Looking for Europe’s Best Tractor Driver
John Deere and Michelin are once again hosting the European Drivers’ Championship in June 2017.
Sixteen drivers from all over Europe will prove their skills driving the new 6250R tractor at the Michelin test site in Clermont-Ferrand, France. The competition is not only about speed, but also about the best and most efficient driving strategy.
Those who would like to take part should apply now at www.lightstrongsmart.com and then attract as many ‘likes’ as possible from their social media community. The 16 candidates with the most likes will be invited to Michelin’s technology centre and proving ground to represent their home country in the European Drivers’ Championship.
The test site is one of the world’s largest and has 19 test tracks with a total length of 41km (25½ miles). Eight brand new John Deere 6250R tractors equipped with the new CommandPRO joystick will be available for the competition.

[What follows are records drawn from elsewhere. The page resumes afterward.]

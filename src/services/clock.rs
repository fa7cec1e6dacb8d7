//! Time source for the engine
//!
//! Eligibility windows and expiry are all computed against an injected
//! clock so they can be tested without waiting.

use chrono::{DateTime, Duration, Utc};
use std::sync::Mutex;

/// Supplies the current time
pub trait Clock: Send + Sync {
    fn now(&self) -> DateTime<Utc>;
}

/// Wall-clock time
#[derive(Debug, Clone, Copy, Default)]
pub struct SystemClock;

impl Clock for SystemClock {
    fn now(&self) -> DateTime<Utc> {
        Utc::now()
    }
}

/// Manually advanced clock for tests
pub struct ManualClock {
    now: Mutex<DateTime<Utc>>,
}

impl ManualClock {
    pub fn new(start: DateTime<Utc>) -> Self {
        Self {
            now: Mutex::new(start),
        }
    }

    /// Move the clock forward
    pub fn advance(&self, by: Duration) {
        let mut now = self.now.lock().unwrap();
        *now = *now + by;
    }

    pub fn set(&self, to: DateTime<Utc>) {
        *self.now.lock().unwrap() = to;
    }
}

impl Clock for ManualClock {
    fn now(&self) -> DateTime<Utc> {
        *self.now.lock().unwrap()
    }
}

Featuring a maximum output of 300hp, each tractor will be pulling a Joskin 29-tonne tandem axle trailer, and all the machines will be equipped with Michelin tyres. The 16 participants will be the first customers worldwide to drive the 6250R in real-life conditions.

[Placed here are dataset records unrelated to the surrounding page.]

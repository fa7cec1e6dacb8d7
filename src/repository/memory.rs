//! In-memory record stores
//!
//! Reference implementations of the repository traits, used by the test
//! suite and by embedders that do not need durable storage. Ids are assigned
//! from a monotonic counter, like the serial columns of the SQL-backed
//! deployment.

use std::collections::HashMap;
use std::sync::atomic::{AtomicI64, Ordering};

use async_trait::async_trait;
use chrono::{DateTime, Utc};
use tokio::sync::RwLock;

use crate::{
    error::{EngineError, EngineResult},
    models::{
        enums::{LoanStatus, ReservationStatus},
        loan::{Loan, NewLoan},
        reservation::{NewReservation, Reservation},
    },
};

use super::{LoanRepository, ReservationRepository};

/// In-memory loan store
#[derive(Default)]
pub struct InMemoryLoanRepository {
    records: RwLock<HashMap<i64, Loan>>,
    next_id: AtomicI64,
}

impl InMemoryLoanRepository {
    pub fn new() -> Self {
        Self::default()
    }
}

#[async_trait]
impl LoanRepository for InMemoryLoanRepository {
    async fn get_by_id(&self, id: i64) -> EngineResult<Loan> {
        self.records
            .read()
            .await
            .get(&id)
            .cloned()
            .ok_or_else(|| EngineError::NotFound(format!("Loan with id {} not found", id)))
    }

    async fn insert(&self, loan: NewLoan) -> EngineResult<Loan> {
        let id = self.next_id.fetch_add(1, Ordering::SeqCst) + 1;
        let record = Loan {
            id,
            book_id: loan.book_id,
            reader_id: loan.reader_id,
            status: LoanStatus::Active,
            due_date: loan.due_date,
            extension_count: 0,
            notes: None,
            created_at: loan.created_at,
            returned_at: None,
        };
        self.records.write().await.insert(id, record.clone());
        Ok(record)
    }

    async fn update(&self, loan: &Loan) -> EngineResult<Loan> {
        let mut records = self.records.write().await;
        if !records.contains_key(&loan.id) {
            return Err(EngineError::NotFound(format!(
                "Loan with id {} not found",
                loan.id
            )));
        }
        records.insert(loan.id, loan.clone());
        Ok(loan.clone())
    }

    async fn delete(&self, id: i64) -> EngineResult<()> {
        self.records
            .write()
            .await
            .remove(&id)
            .map(|_| ())
            .ok_or_else(|| EngineError::NotFound(format!("Loan with id {} not found", id)))
    }

    async fn active_by_book(&self, book_id: i64) -> EngineResult<Option<Loan>> {
        Ok(self
            .records
            .read()
            .await
            .values()
            .find(|l| l.book_id == book_id && l.status == LoanStatus::Active)
            .cloned())
    }

    async fn active_by_book_and_reader(
        &self,
        book_id: i64,
        reader_id: i64,
    ) -> EngineResult<Option<Loan>> {
        Ok(self
            .records
            .read()
            .await
            .values()
            .find(|l| {
                l.book_id == book_id
                    && l.reader_id == reader_id
                    && l.status == LoanStatus::Active
            })
            .cloned())
    }

    async fn by_reader(&self, reader_id: i64) -> EngineResult<Vec<Loan>> {
        let mut loans: Vec<Loan> = self
            .records
            .read()
            .await
            .values()
            .filter(|l| l.reader_id == reader_id)
            .cloned()
            .collect();
        loans.sort_by(|a, b| b.created_at.cmp(&a.created_at).then(b.id.cmp(&a.id)));
        Ok(loans)
    }

    async fn count_active(&self) -> EngineResult<i64> {
        Ok(self
            .records
            .read()
            .await
            .values()
            .filter(|l| l.status == LoanStatus::Active)
            .count() as i64)
    }

    async fn count_overdue(&self, now: DateTime<Utc>) -> EngineResult<i64> {
        Ok(self
            .records
            .read()
            .await
            .values()
            .filter(|l| l.status == LoanStatus::Active && l.due_date < now)
            .count() as i64)
    }
}

/// In-memory reservation store
#[derive(Default)]
pub struct InMemoryReservationRepository {
    records: RwLock<HashMap<i64, Reservation>>,
    next_id: AtomicI64,
}

impl InMemoryReservationRepository {
    pub fn new() -> Self {
        Self::default()
    }
}

#[async_trait]
impl ReservationRepository for InMemoryReservationRepository {
    async fn get_by_id(&self, id: i64) -> EngineResult<Reservation> {
        self.records
            .read()
            .await
            .get(&id)
            .cloned()
            .ok_or_else(|| EngineError::NotFound(format!("Reservation with id {} not found", id)))
    }

    async fn insert(&self, reservation: NewReservation) -> EngineResult<Reservation> {
        let id = self.next_id.fetch_add(1, Ordering::SeqCst) + 1;
        let record = Reservation {
            id,
            book_id: reservation.book_id,
            reader_id: reservation.reader_id,
            status: ReservationStatus::Pending,
            queue_position: reservation.queue_position,
            expires_at: reservation.expires_at,
            created_at: reservation.created_at,
            updated_at: reservation.created_at,
        };
        self.records.write().await.insert(id, record.clone());
        Ok(record)
    }

    async fn update(&self, reservation: &Reservation) -> EngineResult<Reservation> {
        let mut records = self.records.write().await;
        if !records.contains_key(&reservation.id) {
            return Err(EngineError::NotFound(format!(
                "Reservation with id {} not found",
                reservation.id
            )));
        }
        records.insert(reservation.id, reservation.clone());
        Ok(reservation.clone())
    }

    async fn delete(&self, id: i64) -> EngineResult<()> {
        self.records
            .write()
            .await
            .remove(&id)
            .map(|_| ())
            .ok_or_else(|| EngineError::NotFound(format!("Reservation with id {} not found", id)))
    }

    async fn by_reader(&self, reader_id: i64) -> EngineResult<Vec<Reservation>> {
        let mut reservations: Vec<Reservation> = self
            .records
            .read()
            .await
            .values()
            .filter(|r| r.reader_id == reader_id)
            .cloned()
            .collect();
        reservations.sort_by(|a, b| a.created_at.cmp(&b.created_at).then(a.id.cmp(&b.id)));
        Ok(reservations)
    }

    async fn active_by_book(&self, book_id: i64) -> EngineResult<Vec<Reservation>> {
        let mut reservations: Vec<Reservation> = self
            .records
            .read()
            .await
            .values()
            .filter(|r| r.book_id == book_id && r.status.is_active())
            .cloned()
            .collect();
        reservations.sort_by(|a, b| {
            a.queue_position
                .cmp(&b.queue_position)
                .then(a.created_at.cmp(&b.created_at))
        });
        Ok(reservations)
    }

    async fn active_by_book_and_reader(
        &self,
        book_id: i64,
        reader_id: i64,
    ) -> EngineResult<Option<Reservation>> {
        Ok(self
            .records
            .read()
            .await
            .values()
            .find(|r| r.book_id == book_id && r.reader_id == reader_id && r.status.is_active())
            .cloned())
    }

    async fn pending_by_book(&self, book_id: i64) -> EngineResult<Vec<Reservation>> {
        let mut pending: Vec<Reservation> = self
            .records
            .read()
            .await
            .values()
            .filter(|r| r.book_id == book_id && r.status == ReservationStatus::Pending)
            .cloned()
            .collect();
        pending.sort_by(|a, b| {
            a.queue_position
                .cmp(&b.queue_position)
                .then(a.created_at.cmp(&b.created_at))
        });
        Ok(pending)
    }

    async fn ready_by_book(&self, book_id: i64) -> EngineResult<Option<Reservation>> {
        Ok(self
            .records
            .read()
            .await
            .values()
            .find(|r| r.book_id == book_id && r.status == ReservationStatus::Ready)
            .cloned())
    }

    async fn count_active_by_book(&self, book_id: i64) -> EngineResult<i64> {
        Ok(self
            .records
            .read()
            .await
            .values()
            .filter(|r| r.book_id == book_id && r.status.is_active())
            .count() as i64)
    }
}

#[cfg(test)]
mod tests {
    use super::*;
    use chrono::Duration;

    fn new_loan(book_id: i64, reader_id: i64) -> NewLoan {
        let now = Utc::now();
        NewLoan {
            book_id,
            reader_id,
            due_date: now + Duration::days(7),
            created_at: now,
        }
    }

    #[test]
    fn test_loan_insert_assigns_sequential_ids() {
        tokio_test::block_on(async {
            let repo = InMemoryLoanRepository::new();
            let a = repo.insert(new_loan(1, 10)).await.unwrap();
            let b = repo.insert(new_loan(2, 10)).await.unwrap();
            assert!(b.id > a.id);
            assert_eq!(a.status, LoanStatus::Active);
            assert_eq!(a.extension_count, 0);
        });
    }

    #[test]
    fn test_loan_get_unknown_id() {
        tokio_test::block_on(async {
            let repo = InMemoryLoanRepository::new();
            let err = repo.get_by_id(99).await.unwrap_err();
            assert!(matches!(err, EngineError::NotFound(_)));
        });
    }

    #[test]
    fn test_active_by_book_ignores_returned() {
        tokio_test::block_on(async {
            let repo = InMemoryLoanRepository::new();
            let mut loan = repo.insert(new_loan(1, 10)).await.unwrap();
            assert!(repo.active_by_book(1).await.unwrap().is_some());

            loan.status = LoanStatus::Returned;
            loan.returned_at = Some(Utc::now());
            repo.update(&loan).await.unwrap();
            assert!(repo.active_by_book(1).await.unwrap().is_none());
        });
    }

    #[test]
    fn test_pending_by_book_ordered_by_queue_position() {
        tokio_test::block_on(async {
            let repo = InMemoryReservationRepository::new();
            let now = Utc::now();
            for (pos, reader) in [(2, 21), (1, 20), (3, 22)] {
                repo.insert(NewReservation {
                    book_id: 5,
                    reader_id: reader,
                    queue_position: pos,
                    expires_at: None,
                    created_at: now,
                })
                .await
                .unwrap();
            }
            let pending = repo.pending_by_book(5).await.unwrap();
            let positions: Vec<i32> = pending.iter().map(|r| r.queue_position).collect();
            assert_eq!(positions, vec![1, 2, 3]);
        });
    }
}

At the start of the competition, each operator selects their own driving strategy and decides on the appropriate tractor settings as well as the most suitable tyre pressures. The contestants then have to complete a field and road course, which they have to negotiate as quickly as possible while taking into account fuel consumption and possible soil compaction. Finally, each driver will be scored on their performance in the following categories: speed, fuel efficiency, soil compaction and driving skills.
John Deere’s goal with this competition is to demonstrate how well-trained operators can improve the performance of their tractors. The results should show how the driver can save time and money by making the right decisions and with the right machine settings.
Tyres also play a major role in the tractor’s overall performance. Depending on the load, speed and internal tyre pressure, fuel savings can be made and both ground pressure and tyre wear can be reduced.